This notebook has been modified to remove sensitive data. It excludes the original dataset, the output of each cell, and some feature engineering based off of domain knowledge. The inputs are still included for the purpose of understanding our machine learning process.

In [None]:
import pandas as pd
import math
from collections import Counter
from matplotlib import pyplot as plt
import math

Functions to assign the entropy of each row, the length of the hostname, and a "length bin" for each hostname.

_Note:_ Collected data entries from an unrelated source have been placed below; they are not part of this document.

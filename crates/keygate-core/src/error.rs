//! Error types for the registry and state-machine layers.
//!
//! Every variant here is terminal for the connection that raised it: the
//! reason is reported to the peer (plaintext before key establishment,
//! encrypted after) and the connection is closed. Nothing is retried and
//! nothing propagates upward to crash the process.

use thiserror::Error;

/// Session-registry failures. Attach is all-or-nothing: a failed call
/// leaves the registry unchanged.
#[derive(Debug, Clone, Copy, PartialEq, Eq, Error)]
pub enum RegistryError {
    /// The session token is unknown.
    #[error("session not found")]
    SessionNotFound,

    /// The one-way hash of the claimed identifier does not match the hash
    /// stored at creation.
    #[error("identifier mismatch")]
    IdentifierMismatch,

    /// A live connection is already bound to this session.
    #[error("session already bound to a live connection")]
    AlreadyBound,

    /// Hashing the owner identifier failed.
    #[error("identifier hashing failed")]
    IdentifierHashing,
}

/// State-machine failures, with `Display` texts that go to the peer as the
/// plaintext `{"error":...}` reason.
#[derive(Debug, Clone, Copy, PartialEq, Eq, Error)]
pub enum ChannelError {
    /// No valid key message arrived within the handshake window.
    #[error("Timeout: No client-public-key received")]
    HandshakeTimeout,

    /// A message arrived out of protocol order.
    #[error("Expected client-public-key first")]
    ProtocolOrderViolation,

    /// The inbound text was not a well-formed protocol message.
    #[error("Invalid JSON")]
    MalformedMessage,

    /// Key import or shared-key derivation failed.
    #[error("Key exchange failed")]
    KeyExchangeFailure,

    /// An envelope component was missing or malformed.
    #[error("Invalid iv/payload/tag format")]
    InvalidEnvelope,

    /// Decryption or response encryption failed. Deliberately generic; the
    /// peer learns nothing about which step failed.
    #[error("Auth failed or bad encrypted message")]
    DecryptionFailure,
}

These will be used to determine a statistical threshold for hostname entropy that takes into account the added entropy inherent in a longer name.

In [None]:
def hostname_entropy(row):
    s = row['hostname']
    try:
        p, lns = Counter(s), float(len(s))
    except TypeError as e:
        s = str(s)
        p, lns = Counter(s), float(len(s))

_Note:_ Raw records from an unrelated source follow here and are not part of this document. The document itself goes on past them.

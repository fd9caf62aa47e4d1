//! Application commands and responses carried inside the encrypted channel.
//!
//! These shapes are owned by the credential collaborator; the core only
//! decrypts, parses, dispatches, and re-encrypts. Field validation mirrors
//! the protocol rule that a missing credential field is a domain error (it
//! travels back encrypted), not a protocol violation.

use serde::{Deserialize, Serialize};
use thiserror::Error;

use crate::errors::Result;

/// A decrypted credential-verification command.
#[derive(Debug, Clone, PartialEq, Eq, Serialize, Deserialize)]
#[serde(tag = "type", rename_all = "lowercase")]
pub enum AuthCommand {
    /// Verify an existing credential pair and mint a token.
    Login {
        /// Account name.
        username: String,
        /// Plaintext password; only ever seen decrypted, in memory.
        password: String,
        /// The session owner identifier, echoed into the token claims.
        uuid: String,
    },
    /// Create a new credential record and mint a token.
    Register {
        /// Account name; must be unique.
        username: String,
        /// Plaintext password.
        password: String,
        /// The session owner identifier.
        uuid: String,
    },
}

/// Why a decrypted payload could not be dispatched.
#[derive(Debug, Clone, PartialEq, Eq, Error)]
pub enum CommandError {
    /// The plaintext was not a JSON object.
    #[error("Invalid JSON format")]
    Malformed,
    /// One of `username`, `password`, `uuid` was absent or empty.
    #[error("Missing username, password, or uuid")]
    MissingCredentialFields,
    /// The `type` field named no known command.
    #[error("Unknown message type")]
    UnknownCommand,
}

/// Loose intermediate shape so field presence can be checked before the
/// command type is, matching the observed validation order.
#[derive(Deserialize)]
struct RawCommand {
    #[serde(rename = "type")]
    kind: Option<String>,
    username: Option<String>,
    password: Option<String>,
    uuid: Option<String>,
}

impl AuthCommand {
    /// Parse a decrypted payload into a command.
    ///
    /// # Errors
    /// [`CommandError::Malformed`] for non-JSON input,
    /// [`CommandError::MissingCredentialFields`] when any credential field is
    /// absent or empty, and [`CommandError::UnknownCommand`] for an
    /// unrecognized `type`.
    pub fn parse(plaintext: &[u8]) -> std::result::Result<Self, CommandError> {
        let raw: RawCommand =
            serde_json::from_slice(plaintext).map_err(|_| CommandError::Malformed)?;

        let (username, password, uuid) = match (raw.username, raw.password, raw.uuid) {
            (Some(u), Some(p), Some(i)) if !u.is_empty() && !p.is_empty() && !i.is_empty() => {
                (u, p, i)
            }
            _ => return Err(CommandError::MissingCredentialFields),
        };

        match raw.kind.as_deref() {
            Some("login") => Ok(Self::Login { username, password, uuid }),
            Some("register") => Ok(Self::Register { username, password, uuid }),
            _ => Err(CommandError::UnknownCommand),
        }
    }

    /// Serialize for transmission (client side and tests).
    pub fn encode(&self) -> Result<String> {
        Ok(serde_json::to_string(self)?)
    }
}

/// The application response, encrypted before it leaves the server.
#[derive(Debug, Clone, PartialEq, Eq, Serialize, Deserialize)]
#[serde(tag = "type", rename_all = "lowercase")]
pub enum AuthResponse {
    /// The command succeeded and a token was minted.
    Success {
        /// Human-readable outcome.
        message: String,
        /// The issued token.
        token: String,
    },
    /// The command failed for a domain reason.
    Error {
        /// Human-readable failure reason.
        message: String,
    },
}

impl AuthResponse {
    /// A success response carrying a freshly minted token.
    pub fn success(message: impl Into<String>, token: impl Into<String>) -> Self {
        Self::Success { message: message.into(), token: token.into() }
    }

    /// A domain-error response.
    pub fn error(message: impl Into<String>) -> Self {
        Self::Error { message: message.into() }
    }

    /// Serialize for encryption.
    pub fn encode(&self) -> Result<String> {
        Ok(serde_json::to_string(self)?)
    }

    /// Parse a decrypted response (client side and tests).
    pub fn parse(plaintext: &[u8]) -> Result<Self> {
        Ok(serde_json::from_slice(plaintext)?)
    }
}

    return -sum( count/lns * math.log(count/lns, 2) for count in p.values())

In [None]:
def hostname_len(row):
    try:
        return len(row['hostname'])
    except TypeError as e:
        return len(str(row['hostname']))
    

In [None]:
def hostname_len_bin(row):
    l = row.hostname_len 
#     if l/5 >= 3:
#         return "15 +"
#     else:
    beg = math.floor(l/5) * 5
    return str(beg) + " - " + str(beg + 4)


In [None]:
# df = pd.read_json(r"C:\Users\hanbrolo\Documents\2.05-NTLM.json")
df = pd.read_csv(r"C:\Users\hanbrolo\Documents\ntlm_2.25_to_3.4.csv")

In [None]:
df.dtypes
#do appropriate conversions here

Consider each hostname only once

In [None]:
unique_array = df.hostname.unique()
df_hostnames = pd.DataFrame(data=unique_array)

In [None]:
df_hostnames.columns = ['hostname']

In [None]:
df_hostnames

Apply functions to assign hostname entropy and hostname length bin columns

In [None]:
df_hostnames['hostname_entropy'] = df_hostnames.apply(lambda row: hostname_entropy(row),axis=1)

In [None]:
df_hostnames['hostname_len'] = df_hostnames.apply(lambda row: hostname_len(row),axis=1)

In [None]:
df_hostnames['hostname_len_bin'] = df_hostnames.apply(lambda row: hostname_len_bin(row),axis=1)

In [None]:
df_hostnames

Describe and view the distribution of entropy for each bin

In [None]:
entropy_by_hostname = df.groupby('hostname')['hostname_entropy'].mean()
entropy_by_hostname.describe()

In [None]:
hostname_entropy_threshold = entropy_by_hostname.mean() + entropy_by_hostname.std() * 3
hostname_entropy_threshold

In [None]:
plt.hist(entropy_by_hostname, 20)
plt.axvline(x=hostname_entropy_threshold, color='r')
plt.show()

In [None]:
plt.boxplot(entropy_by_hostname)
plt.plot()

In [None]:
df_entropy_by_len = df_hostnames.groupby(['hostname_len_bin'])['hostname_entropy'].describe()

Assign a threshold to each length bin based on the 3 standard deviation rule.

In [None]:
df_entropy_by_len['threshold'] = [ i if math.isnan(j) else i + 3*j for i,j in zip(df_entropy_by_len['mean'], df_entropy_by_len['std'])]

View the thresholds. These were used as an initial baseline for our hostname entropy Bro script

In [None]:
df_entropy_by_len

In [None]:
plt.hist(df.hostname_len)
plt.show()

In [None]:
df.groupby(['hostname_len_bin', 'hostname'])['hostname_entropy'].mean().mean()